The directive gives no means to genuinely control the level of debt. Yet it is precisely this that underlies the systemic risk induced by the hedge funds. They have very little of their own capital and borrow heavily from the banks. It results in an enhanced capacity for action in the markets, out of all proportion with their own capital.

In practice, the directive ignores the degree of leverage; it simply requires the funds to communicate the details to their authorities, without obligation on the part of the authorities to intervene in case of problems. Above all it is a matter of maintaining the independence of the entire financial system. As noted by Guido Bolliger, Chief Investment Officer of Olympia Capital Management [5]: “… rather than going through a directive, it would have been simpler to constrain the leverage that the investment banks in the prime brokerage operations are able to allocate to the hedge funds in increasing the amount of capital required.”

Domination of Anglo-Saxon finance

A provision of the accord presents itself as a means to fight against tax havens. The speculative funds, located in some countries which inhibit effective information exchange, especially on taxation matters, are no longer able to be marketed in the EU. The issue is important when one knows that 80% of hedge funds are located in these offshore centres.

However, following pressure from London, the final text limits the scope of the directive to ‘active’ marketing. This signifies concretely that nothing will prevent a European investor, a bank, an insurance company, a mutual fund, from buying units of funds located outside the EU, which should not have obtained a European passport for non-compliance with the directive’s criteria. This provision thus gives access to European territory to capital located in the tax havens but in contact with the City, such as the Channel Islands and the Cayman Islands or, for example, those managed directly by the US, such as Delaware.

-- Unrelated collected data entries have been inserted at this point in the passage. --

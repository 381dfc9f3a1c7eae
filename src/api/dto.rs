//! Request and response payloads for the user endpoints.
//!
//! Request bodies arrive wrapped in a top-level `user` object and
//! responses are returned the same way.

use serde::{Deserialize, Serialize};

use crate::data::{Account, Profile};

/// Registration request body
#[derive(Debug, Deserialize)]
pub struct RegisterRequest {
    pub user: RegisterUser,
}

#[derive(Debug, Deserialize)]
pub struct RegisterUser {
    pub username: String,
    pub email: String,
    pub password: String,
}

/// Login request body
#[derive(Debug, Deserialize)]
pub struct LoginRequest {
    pub user: LoginUser,
}

#[derive(Debug, Deserialize)]
pub struct LoginUser {
    pub email: String,
    pub password: String,
}

/// Self-update request body
///
/// Omitted fields are left unchanged.
#[derive(Debug, Deserialize)]
pub struct UpdateUserRequest {
    pub user: UpdateUser,
}

#[derive(Debug, Default, Deserialize)]
pub struct UpdateUser {
    pub username: Option<String>,
    pub email: Option<String>,
    pub first_name: Option<String>,
    pub last_name: Option<String>,
    pub city: Option<String>,
    pub state: Option<String>,
    pub country: Option<String>,
    pub bio: Option<String>,
    pub image: Option<String>,
    pub cover: Option<String>,
}

/// User response wrapper
#[derive(Debug, Serialize)]
pub struct UserResponse {
    pub user: UserPayload,
}

/// The authenticated user's own view of their account and profile.
#[derive(Debug, Serialize)]
pub struct UserPayload {
    pub username: String,
    pub email: String,
    pub first_name: Option<String>,
    pub last_name: Option<String>,
    pub city: Option<String>,
    pub state: Option<String>,
    pub country: Option<String>,
    pub is_staff: bool,
    pub is_superuser: bool,
    pub bio: Option<String>,
    pub image: Option<String>,
    pub cover: Option<String>,
    /// Session token, present when one was issued by this request
    #[serde(skip_serializing_if = "Option::is_none")]
    pub token: Option<String>,
}

impl UserPayload {
    /// Build the payload from an account/profile pair.
    pub fn from_parts(account: &Account, profile: &Profile, token: Option<String>) -> Self {
        Self {
            username: account.username.clone(),
            email: account.email.clone(),
            first_name: account.first_name.clone(),
            last_name: account.last_name.clone(),
            city: account.city.clone(),
            state: account.state.clone(),
            country: account.country.clone(),
            is_staff: account.is_staff,
            is_superuser: account.is_superuser,
            bio: profile.bio.clone(),
            image: profile.image.clone(),
            cover: profile.cover.clone(),
            token,
        }
    }
}
//! Generator configuration: compiled-in naming conventions, the exclusion set,
//! and the field-kind table, optionally overridden by a `.memstats.toml` file.

use crate::error::{GenError, Result};
use crate::fields::{default_field_kinds, FieldKind};
use std::collections::BTreeSet;
use std::path::{Path, PathBuf};
use tracing::{debug, warn};

/// Name of the optional per-project override file, looked up in the project root.
pub const CONFIG_FILE_NAME: &str = ".memstats.toml";

/// Immutable settings for one run. Built once and handed to the discoverer,
/// the field extractor, and the driver.
#[derive(Debug, Clone)]
pub struct GeneratorConfig {
    /// Directories to walk (relative to the project root).
    pub scan_dirs: Vec<String>,
    /// Maximum walk depth below each scan dir.
    pub max_depth: usize,
    /// Class-name suffix shared by every entity (`BackgroundManager` -> `Manager`).
    pub entity_suffix: String,
    pub declaration_ext: String,
    pub implementation_ext: String,
    /// Base names never materialized as entities.
    pub exclude: BTreeSet<String>,
    /// Base name of the aggregator entity.
    pub aggregator_name: String,
    /// Directory of the aggregator file pair (relative to the project root).
    pub aggregator_dir: String,
    pub entity_method: String,
    pub aggregator_method: String,
    /// Appended to the snake-cased base name to form the owner's member name.
    pub member_suffix: String,
    /// Expression owning every entity member in the aggregator (`td_->`).
    pub owner_expr: String,
    pub output_param: String,
    /// Ordered by match priority.
    pub field_kinds: Vec<FieldKind>,
}

impl GeneratorConfig {
    pub fn new() -> Self {
        Self {
            scan_dirs: vec!["td".to_string()],
            max_depth: 4,
            entity_suffix: "Manager".to_string(),
            declaration_ext: "h".to_string(),
            implementation_ext: "cpp".to_string(),
            exclude: ["Memory", "Config", "State", "Storage", "Password", "Language", "Call", "Secure"]
                .iter()
                .map(|s| s.to_string())
                .collect(),
            aggregator_name: "Memory".to_string(),
            aggregator_dir: "td/telegram".to_string(),
            entity_method: "memory_stats".to_string(),
            aggregator_method: "print_managers_memory_stats".to_string(),
            member_suffix: "_manager_".to_string(),
            owner_expr: "td_->".to_string(),
            output_param: "output".to_string(),
            field_kinds: default_field_kinds(),
        }
    }

    /// Suffix identifying a declaration file, e.g. `Manager.h`.
    pub fn declaration_suffix(&self) -> String {
        format!("{}.{}", self.entity_suffix, self.declaration_ext)
    }

    /// Replace the exclusion set.
    pub fn with_exclude<I, S>(mut self, names: I) -> Self
    where
        I: IntoIterator<Item = S>,
        S: Into<String>,
    {
        self.exclude = names.into_iter().map(Into::into).collect();
        self
    }

    /// Replace the field-kind table.
    pub fn with_field_kinds(mut self, kinds: Vec<FieldKind>) -> Self {
        self.field_kinds = kinds;
        self
    }
}

impl Default for GeneratorConfig {
    fn default() -> Self {
        Self::new()
    }
}

// ---------------------------------------------------------------------------
// .memstats.toml loading
// ---------------------------------------------------------------------------

const KNOWN_CONFIG_KEYS: &[&str] =
    &["scan_dirs", "max_depth", "exclude", "aggregator_dir", "field_kinds"];

/// Levenshtein distance over bytes, keeping a single row.
fn edit_distance(a: &str, b: &str) -> usize {
    let b = b.as_bytes();
    let mut row: Vec<usize> = (0..=b.len()).collect();
    for (i, &ca) in a.as_bytes().iter().enumerate() {
        let mut diagonal = row[0];
        row[0] = i + 1;
        for (j, &cb) in b.iter().enumerate() {
            let substitution = diagonal + usize::from(ca != cb);
            diagonal = row[j + 1];
            row[j + 1] = substitution.min(row[j] + 1).min(diagonal + 1);
        }
    }
    row[b.len()]
}

/// Closest known key to `key`, if it is within typo distance.
fn suggest_key(key: &str) -> Option<&'static str> {
    KNOWN_CONFIG_KEYS
        .iter()
        .map(|known| (edit_distance(key, known), *known))
        .min()
        .filter(|(distance, _)| *distance <= 3)
        .map(|(_, known)| known)
}

fn warn_unknown_keys(table: &toml::Table) {
    for key in table.keys().filter(|k| !KNOWN_CONFIG_KEYS.contains(&k.as_str())) {
        match suggest_key(key) {
            Some(suggestion) => warn!(
                key = key.as_str(),
                suggestion,
                "Unknown key in {CONFIG_FILE_NAME}, did you mean '{suggestion}'?"
            ),
            None => warn!(
                key = key.as_str(),
                "Unknown key in {CONFIG_FILE_NAME} (known keys: {})",
                KNOWN_CONFIG_KEYS.join(", ")
            ),
        }
    }
}

fn config_error(path: &Path, message: String) -> GenError {
    GenError::Config { path: path.to_path_buf(), message }
}

/// A key that must hold an array of strings. Any other shape is rejected
/// rather than read as an empty list.
fn string_list(value: &toml::Value, key: &str, path: &Path) -> Result<Vec<String>> {
    let invalid = || config_error(path, format!("{key} must be an array of strings"));
    value
        .as_array()
        .ok_or_else(invalid)?
        .iter()
        .map(|item| item.as_str().map(str::to_string).ok_or_else(invalid))
        .collect()
}

fn string_value(value: &toml::Value, key: &str, path: &Path) -> Result<String> {
    value
        .as_str()
        .map(str::to_string)
        .ok_or_else(|| config_error(path, format!("{key} must be a string")))
}

/// Apply the overrides of a parsed config table on top of `config`.
pub fn apply_overrides(config: &mut GeneratorConfig, table: &toml::Table, path: &Path) -> Result<()> {
    warn_unknown_keys(table);

    if let Some(dirs) = table.get("scan_dirs") {
        config.scan_dirs = string_list(dirs, "scan_dirs", path)?;
    }

    if let Some(depth) = table.get("max_depth") {
        let depth = depth.as_integer().filter(|d| *d > 0).ok_or_else(|| {
            config_error(path, "max_depth must be a positive integer".to_string())
        })?;
        config.max_depth = depth as usize;
    }

    // exclude: merged with the compiled-in set
    if let Some(names) = table.get("exclude") {
        config.exclude.extend(string_list(names, "exclude", path)?);
    }

    if let Some(dir) = table.get("aggregator_dir") {
        config.aggregator_dir = string_value(dir, "aggregator_dir", path)?;
    }

    // field_kinds: appended after the built-in table, so built-ins keep priority
    if let Some(kinds) = table.get("field_kinds") {
        let kinds = kinds.as_array().ok_or_else(|| {
            config_error(path, "field_kinds must be an array of tables".to_string())
        })?;
        for entry in kinds {
            let field = |key: &str| {
                entry.get(key).and_then(|v| v.as_str()).ok_or_else(|| {
                    config_error(path, format!("field_kinds entry is missing '{key}'"))
                })
            };
            let kind = FieldKind::new(field("name")?, field("keyword")?, field("count")?)?;
            config.field_kinds.push(kind);
        }
    }

    Ok(())
}

/// Build the run configuration for `project_root`.
///
/// An explicit config path must exist and parse. Without one, `.memstats.toml`
/// in the project root is used when present; a default file that does not
/// parse is reported and ignored. A value of the wrong type is always an error.
pub fn load_config(project_root: &Path, explicit: Option<&Path>) -> Result<GeneratorConfig> {
    let mut config = GeneratorConfig::new();

    let (path, required): (PathBuf, bool) = match explicit {
        Some(p) => (p.to_path_buf(), true),
        None => (project_root.join(CONFIG_FILE_NAME), false),
    };

    if !required && !path.exists() {
        return Ok(config);
    }

    debug!(path = %path.display(), "Loading config");
    let content = std::fs::read_to_string(&path).map_err(|e| GenError::io(&path, e))?;
    let table = match content.parse::<toml::Table>() {
        Ok(t) => t,
        Err(e) if required => return Err(config_error(&path, e.to_string())),
        Err(e) => {
            warn!(path = %path.display(), error = %e, "Failed to parse config, using defaults");
            return Ok(config);
        }
    };

    apply_overrides(&mut config, &table, &path)?;
    Ok(config)
}
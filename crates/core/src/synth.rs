//! Method synthesis: render the generated `memory_stats` method of an entity
//! and the aggregator's fan-out method as C++ source lines.

use crate::config::GeneratorConfig;
use crate::fields::FoundField;
use crate::naming::to_snake_case;
use crate::types::Entity;

/// One rendered entry: the key written to the output and the statement tail
/// that appends its value.
#[derive(Debug, Clone, PartialEq, Eq)]
pub struct Entry {
    pub key: String,
    pub value_statement: String,
}

/// Render a method from its signature line and ordered entries.
///
/// Each entry becomes a single statement line; a `","` separator statement
/// sits between consecutive entries. The method ends with `}` and a blank line.
pub fn render_method(signature: &str, entries: &[Entry], output_param: &str) -> Vec<String> {
    let mut lines = Vec::with_capacity(entries.len() * 2 + 3);
    lines.push(signature.to_string());
    for (i, entry) in entries.iter().enumerate() {
        if i > 0 {
            lines.push(format!("  {output_param}.push_back(\",\");"));
        }
        lines.push(format!(
            "  {output_param}.push_back(\"\\\"{}\\\":{}",
            entry.key, entry.value_statement
        ));
    }
    lines.push("}".to_string());
    lines.push(String::new());
    lines
}

/// Substring identifying the generated method of an entity.
pub fn entity_signature_marker(config: &GeneratorConfig) -> String {
    format!("::{}(", config.entity_method)
}

/// Substring identifying the aggregator's generated method.
pub fn aggregator_signature_marker(config: &GeneratorConfig) -> String {
    format!("::{}(", config.aggregator_method)
}

/// Member name of an entity on the owner object: `TimeZone` -> `time_zone_manager_`.
pub fn member_name(entity: &Entity, config: &GeneratorConfig) -> String {
    format!("{}{}", to_snake_case(&entity.base_name), config.member_suffix)
}

/// The per-entity diagnostic method: one entry per field, in declaration order.
pub fn entity_method(entity: &Entity, fields: &[FoundField], config: &GeneratorConfig) -> Vec<String> {
    let out = &config.output_param;
    let signature = format!(
        "void {}::{}(vector<string> &{out}) {{",
        entity.class_ident, config.entity_method
    );
    let entries: Vec<Entry> = fields
        .iter()
        .map(|field| Entry {
            key: field.name.clone(),
            value_statement: format!(
                "\"); {out}.push_back(std::to_string({}.{}));",
                field.name, field.count_query
            ),
        })
        .collect();
    render_method(&signature, &entries, out)
}

/// The aggregator method: one call per entity, in discovery order.
pub fn aggregator_method(entities: &[Entity], config: &GeneratorConfig) -> Vec<String> {
    let out = &config.output_param;
    let signature = format!(
        "void {}{}::{}(vector<string> &{out}) const {{",
        config.aggregator_name, config.entity_suffix, config.aggregator_method
    );
    let entries: Vec<Entry> = entities
        .iter()
        .map(|entity| {
            let member = member_name(entity, config);
            Entry {
                value_statement: format!(
                    "{{\"); {}{member}->{}({out}); {out}.push_back(\"}}\");",
                    config.owner_expr, config.entity_method
                ),
                key: member,
            }
        })
        .collect();
    render_method(&signature, &entries, out)
}
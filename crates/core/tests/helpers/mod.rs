//! Test harness for end-to-end generator runs.
//!
//! Copies a fixture tree from `tests/fixtures/<name>` into a temp dir so every
//! test patches its own private copy.

#![allow(dead_code)]

use memstats_core::{Generator, GeneratorConfig, Result, RunSummary};
use std::path::{Path, PathBuf};
use tempfile::TempDir;

pub struct TestHarness {
    pub root: PathBuf,
    _temp_dir: TempDir,
}

impl TestHarness {
    /// Create a harness from a named fixture directory.
    pub fn from_fixture(name: &str) -> Self {
        let fixture_src = Path::new(env!("CARGO_MANIFEST_DIR")).join("tests/fixtures").join(name);
        assert!(fixture_src.exists(), "Fixture '{name}' not found at {}", fixture_src.display());

        let temp_dir = TempDir::new().expect("Failed to create temp dir");
        let copied = copy_tree(&fixture_src, temp_dir.path());
        assert!(
            copied.iter().any(|p| p.extension().is_some_and(|ext| ext == "h")),
            "Fixture '{name}' has no declaration files"
        );

        TestHarness { root: temp_dir.path().to_path_buf(), _temp_dir: temp_dir }
    }

    /// Run the generator with the default conventions.
    pub fn run(&self) -> RunSummary {
        self.run_with(GeneratorConfig::new()).expect("Generator run failed")
    }

    pub fn run_with(&self, config: GeneratorConfig) -> Result<RunSummary> {
        Generator::new(&self.root, config).run()
    }

    pub fn dry_run_with(&self, config: GeneratorConfig) -> Result<RunSummary> {
        Generator::new(&self.root, config).dry_run(true).run()
    }

    /// Read a file of the fixture copy.
    pub fn read(&self, rel: &str) -> String {
        std::fs::read_to_string(self.root.join(rel))
            .unwrap_or_else(|e| panic!("Could not read {rel}: {e}"))
    }

    pub fn write(&self, rel: &str, content: &str) {
        std::fs::write(self.root.join(rel), content)
            .unwrap_or_else(|e| panic!("Could not write {rel}: {e}"));
    }

    /// Snapshot of every file under the fixture root, sorted by path.
    pub fn snapshot(&self) -> Vec<(PathBuf, String)> {
        let mut files = Vec::new();
        collect(&self.root, &mut files);
        files.sort();
        files
    }
}

/// Copy the fixture's source tree into `dst`, returning the copied paths
/// relative to `dst`. Config files are left out so each test opts into one
/// explicitly.
fn copy_tree(src: &Path, dst: &Path) -> Vec<PathBuf> {
    let mut copied = Vec::new();
    let mut pending = vec![PathBuf::new()];
    while let Some(rel) = pending.pop() {
        std::fs::create_dir_all(dst.join(&rel)).expect("Failed to create dir");
        for entry in std::fs::read_dir(src.join(&rel)).expect("Failed to read fixture dir") {
            let entry = entry.expect("Failed to read entry");
            let child = rel.join(entry.file_name());
            if entry.path().is_dir() {
                pending.push(child);
            } else if entry.file_name() != memstats_core::config::CONFIG_FILE_NAME {
                std::fs::copy(entry.path(), dst.join(&child)).expect("Failed to copy file");
                copied.push(child);
            }
        }
    }
    copied
}

fn collect(dir: &Path, out: &mut Vec<(PathBuf, String)>) {
    for entry in std::fs::read_dir(dir).expect("Failed to read dir") {
        let path = entry.expect("Failed to read entry").path();
        if path.is_dir() {
            collect(&path, out);
        } else {
            let content = std::fs::read_to_string(&path).expect("Failed to read file");
            out.push((path, content));
        }
    }
}
//! Run orchestration: discovery, per-entity patching, then the aggregator.

use crate::config::GeneratorConfig;
use crate::discover::discover_entities;
use crate::error::{GenError, Result};
use crate::fields::extract_fields;
use crate::includes::complete_includes;
use crate::normalize::normalize_lines;
use crate::patch::{apply_patch, SourceFile};
use crate::synth;
use crate::types::{Entity, InvalidEntity, RunSummary, UpdateResult};
use std::path::{Path, PathBuf};
use std::time::Instant;
use tracing::{debug, info, warn};

/// One generator run over a project tree.
pub struct Generator {
    root: PathBuf,
    config: GeneratorConfig,
    dry_run: bool,
}

impl Generator {
    pub fn new(root: impl Into<PathBuf>, config: GeneratorConfig) -> Self {
        Self { root: root.into(), config, dry_run: false }
    }

    /// Compute every change without writing any file.
    pub fn dry_run(mut self, dry_run: bool) -> Self {
        self.dry_run = dry_run;
        self
    }

    pub fn root(&self) -> &Path {
        &self.root
    }

    pub fn config(&self) -> &GeneratorConfig {
        &self.config
    }

    /// The aggregator's own entity, whose files must exist.
    pub fn aggregator(&self) -> Entity {
        Entity::new(
            &self.root,
            &self.root.join(&self.config.aggregator_dir),
            &self.config.aggregator_name,
            &self.config.entity_suffix,
            &self.config.declaration_ext,
            &self.config.implementation_ext,
        )
    }

    /// Regenerate the `memory_stats` method of one entity.
    pub fn update_entity(&self, entity: &Entity) -> Result<UpdateResult> {
        let declaration = SourceFile::read(&entity.declaration_path)?;
        let implementation = SourceFile::read(&entity.implementation_path)?;

        let normalized = normalize_lines(&declaration.lines);
        let fields = extract_fields(&normalized, &entity.class_ident, &self.config.field_kinds);
        let method = synth::entity_method(entity, &fields, &self.config);
        let marker = synth::entity_signature_marker(&self.config);

        let changed =
            apply_patch(&implementation, &implementation.lines, &marker, &method, self.dry_run)?;
        debug!(
            entity = entity.base_name.as_str(),
            fields = fields.len(),
            changed,
            "Entity processed"
        );
        Ok(UpdateResult { changed, fields_found: fields.len() })
    }

    /// Regenerate the aggregator method and its include list.
    ///
    /// `included` gets an include line each; `called` gets a call entry each.
    pub fn update_aggregator(
        &self,
        included: &[Entity],
        called: &[Entity],
    ) -> Result<UpdateResult> {
        let aggregator = self.aggregator();
        for path in [&aggregator.declaration_path, &aggregator.implementation_path] {
            if !path.is_file() {
                return Err(GenError::MissingAggregator { path: path.clone() });
            }
        }

        let implementation = SourceFile::read(&aggregator.implementation_path)?;
        let (lines, inserted) =
            complete_includes(&implementation.path, &implementation.lines, included)?;
        if inserted > 0 {
            debug!(inserted, "Added aggregator includes");
        }

        let method = synth::aggregator_method(called, &self.config);
        let marker = synth::aggregator_signature_marker(&self.config);
        let changed = apply_patch(&implementation, &lines, &marker, &method, self.dry_run)?;
        Ok(UpdateResult { changed, fields_found: called.len() })
    }

    /// Run the whole pipeline.
    ///
    /// Entities with a missing file are reported as invalid and skipped; every
    /// other error aborts the run before the aggregator is touched.
    pub fn run(&self) -> Result<RunSummary> {
        let start = Instant::now();
        info!(root = %self.root.display(), dry_run = self.dry_run, "Scanning for entities");

        let entities = discover_entities(&self.root, &self.config)?;
        let mut summary = RunSummary {
            entities_found: entities.len(),
            dry_run: self.dry_run,
            ..RunSummary::default()
        };

        let mut valid = Vec::with_capacity(entities.len());
        for entity in &entities {
            match self.update_entity(entity) {
                Ok(result) => {
                    if result.changed {
                        summary.entities_updated += 1;
                    }
                    summary.total_fields += result.fields_found;
                    valid.push(entity.clone());
                }
                Err(e) if e.is_not_found() => {
                    warn!(entity = entity.base_name.as_str(), error = %e, "Invalid entity, skipping");
                    summary.invalid.push(InvalidEntity {
                        name: entity.base_name.clone(),
                        path: entity.dir.clone(),
                    });
                }
                Err(e) => return Err(e),
            }
        }

        let aggregator = self.update_aggregator(&entities, &valid)?;
        summary.aggregator_changed = aggregator.changed;
        summary.aggregator_calls = aggregator.fields_found;

        info!(
            entities = summary.entities_found,
            updated = summary.entities_updated,
            fields = summary.total_fields,
            invalid = summary.invalid.len(),
            aggregator_changed = summary.aggregator_changed,
            time_ms = start.elapsed().as_millis() as u64,
            "Generation complete"
        );

        Ok(summary)
    }
}

#[cfg(test)]
mod tests {
    use super::*;
    use std::fs;

    const AGGREGATOR_CPP: &str =
        "#include \"td/telegram/MemoryManager.h\"\n\nnamespace td {\n\n}  // namespace td\n";

    fn write(root: &Path, rel: &str, content: &str) {
        let path = root.join(rel);
        fs::create_dir_all(path.parent().unwrap()).unwrap();
        fs::write(path, content).unwrap();
    }

    fn scaffold_aggregator(root: &Path) {
        write(root, "td/telegram/MemoryManager.h", "class MemoryManager {\n};\n");
        write(root, "td/telegram/MemoryManager.cpp", AGGREGATOR_CPP);
    }

    #[test]
    fn missing_aggregator_is_fatal() {
        let tmp = tempfile::tempdir().unwrap();
        let generator = Generator::new(tmp.path(), GeneratorConfig::new());
        let err = generator.run().unwrap_err();
        assert!(matches!(err, GenError::MissingAggregator { .. }), "got {err:?}");
    }

    #[test]
    fn entity_without_implementation_is_invalid() {
        let tmp = tempfile::tempdir().unwrap();
        let root = tmp.path();
        scaffold_aggregator(root);
        write(root, "td/telegram/LonelyManager.h", "class LonelyManager {\n  vector<int> ids_;\n};\n");

        let summary = Generator::new(root, GeneratorConfig::new()).run().unwrap();
        assert_eq!(summary.entities_found, 1);
        assert_eq!(summary.invalid.len(), 1);
        assert_eq!(summary.invalid[0].name, "Lonely");
        assert_eq!(summary.aggregator_calls, 0);

        // still included, not called
        let agg = fs::read_to_string(root.join("td/telegram/MemoryManager.cpp")).unwrap();
        assert!(agg.contains("#include \"td/telegram/LonelyManager.h\""));
        assert!(!agg.contains("lonely_manager_"));
    }

    #[test]
    fn unterminated_entity_block_aborts_run() {
        let tmp = tempfile::tempdir().unwrap();
        let root = tmp.path();
        scaffold_aggregator(root);
        write(root, "td/telegram/AlphaManager.h", "class AlphaManager {\n};\n");
        write(
            root,
            "td/telegram/AlphaManager.cpp",
            "namespace td {\nvoid AlphaManager::memory_stats(vector<string> &output) {\n}  // namespace td\n",
        );

        let err = Generator::new(root, GeneratorConfig::new()).run().unwrap_err();
        assert!(matches!(err, GenError::UnterminatedBlock { .. }), "got {err:?}");
        assert_eq!(
            fs::read_to_string(root.join("td/telegram/MemoryManager.cpp")).unwrap(),
            AGGREGATOR_CPP,
            "aggregator must not be written after a fatal error"
        );
    }

    #[test]
    fn dry_run_writes_nothing() {
        let tmp = tempfile::tempdir().unwrap();
        let root = tmp.path();
        scaffold_aggregator(root);
        write(root, "td/telegram/AlphaManager.h", "class AlphaManager {\n  vector<int> ids_;\n};\n");
        write(root, "td/telegram/AlphaManager.cpp", "namespace td {\n}  // namespace td\n");

        let summary = Generator::new(root, GeneratorConfig::new()).dry_run(true).run().unwrap();
        assert!(summary.dry_run);
        assert_eq!(summary.entities_updated, 1);
        assert!(summary.aggregator_changed);
        assert_eq!(
            fs::read_to_string(root.join("td/telegram/AlphaManager.cpp")).unwrap(),
            "namespace td {\n}  // namespace td\n"
        );
        assert_eq!(
            fs::read_to_string(root.join("td/telegram/MemoryManager.cpp")).unwrap(),
            AGGREGATOR_CPP
        );
    }
}
//! memstats-gen CLI: regenerate `memory_stats` methods across a source tree.
//!
//! Calls `memstats-core` directly; all fatal conditions come back as errors
//! and are turned into the exit code here.

use clap::Parser;
use std::path::PathBuf;
use std::process::ExitCode;
use tracing::error;

use memstats_core::{load_config, Generator, RunSummary};

/// Keep generated memory_stats methods in sync with manager declarations.
#[derive(Parser)]
#[command(name = "memstats-gen", version, about)]
struct Cli {
    /// Project root to scan
    root: PathBuf,

    /// Compute changes without writing any file
    #[arg(long)]
    dry_run: bool,

    /// Like --dry-run, but exit with status 1 if any file would change
    #[arg(long)]
    check: bool,

    /// Output the summary as JSON instead of human-readable text
    #[arg(long)]
    json: bool,

    /// Config file (default: <ROOT>/.memstats.toml when present)
    #[arg(long)]
    config: Option<PathBuf>,
}

fn print_summary(summary: &RunSummary) {
    let verb = if summary.dry_run { "would update" } else { "updated" };
    println!("Entities found:    {}", summary.entities_found);
    println!("Entities {verb:<9}{}", summary.entities_updated);
    println!("Fields generated:  {}", summary.total_fields);
    println!(
        "Aggregator:        {} calls, {}",
        summary.aggregator_calls,
        if summary.aggregator_changed { verb } else { "unchanged" }
    );
    if !summary.invalid.is_empty() {
        println!("\nInvalid entities ({}):", summary.invalid.len());
        for invalid in &summary.invalid {
            println!("  {:<32} {}", invalid.name, invalid.path.display());
        }
    }
}

fn main() -> ExitCode {
    tracing_subscriber::fmt()
        .with_env_filter(
            tracing_subscriber::EnvFilter::try_from_default_env()
                .unwrap_or_else(|_| tracing_subscriber::EnvFilter::new("memstats_core=info")),
        )
        .with_target(false)
        .with_writer(std::io::stderr)
        .init();

    let cli = Cli::parse();

    let root = match cli.root.canonicalize() {
        Ok(r) => r,
        Err(e) => {
            error!(root = %cli.root.display(), error = %e, "Project root not found");
            return ExitCode::FAILURE;
        }
    };

    let config = match load_config(&root, cli.config.as_deref()) {
        Ok(c) => c,
        Err(e) => {
            error!(error = %e, "Could not load config");
            return ExitCode::FAILURE;
        }
    };

    let summary = match Generator::new(&root, config).dry_run(cli.dry_run || cli.check).run() {
        Ok(s) => s,
        Err(e) => {
            error!(error = %e, "Generation failed");
            return ExitCode::FAILURE;
        }
    };

    if cli.json {
        match serde_json::to_string_pretty(&summary) {
            Ok(text) => println!("{text}"),
            Err(e) => {
                error!(error = %e, "Could not serialize summary");
                return ExitCode::FAILURE;
            }
        }
    } else {
        print_summary(&summary);
    }

    if cli.check && summary.any_changed() {
        eprintln!("\nGenerated code is out of date; run memstats-gen without --check");
        return ExitCode::FAILURE;
    }

    ExitCode::SUCCESS
}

This is a violation of the spirit of the legislation for, in this case, no information will be conveyed to the regulators who will not be able to evaluate the exposure to risk of European ‘investors’. But above all it is a new abandonment of the EU member countries to the omnipotence of Anglo-Saxon finance. Even the formal possibility for an EU member State to appeal before the ESMA, in case of disagreement with the national authority of a third country, will not produce a modification in the balance of forces.

This directive thus falls within the restructuring of financial markets, revealed by the G20 of April 2009 regarding “the fight against tax fraud” [6], that is to say in the legitimation of the Anglo-American stranglehold on European finance. However, if the primacy of the City throughout the European Union, regarding the management of the speculative funds, is overwhelming (80% of the industry is British, as against 5% for France), this power must be put into perspective. The British funds represent $212 billion, compared to a total of $1000 billion for those located in the US. Thus the London market appears above all as the Trojan horse of U.S. hedge funds.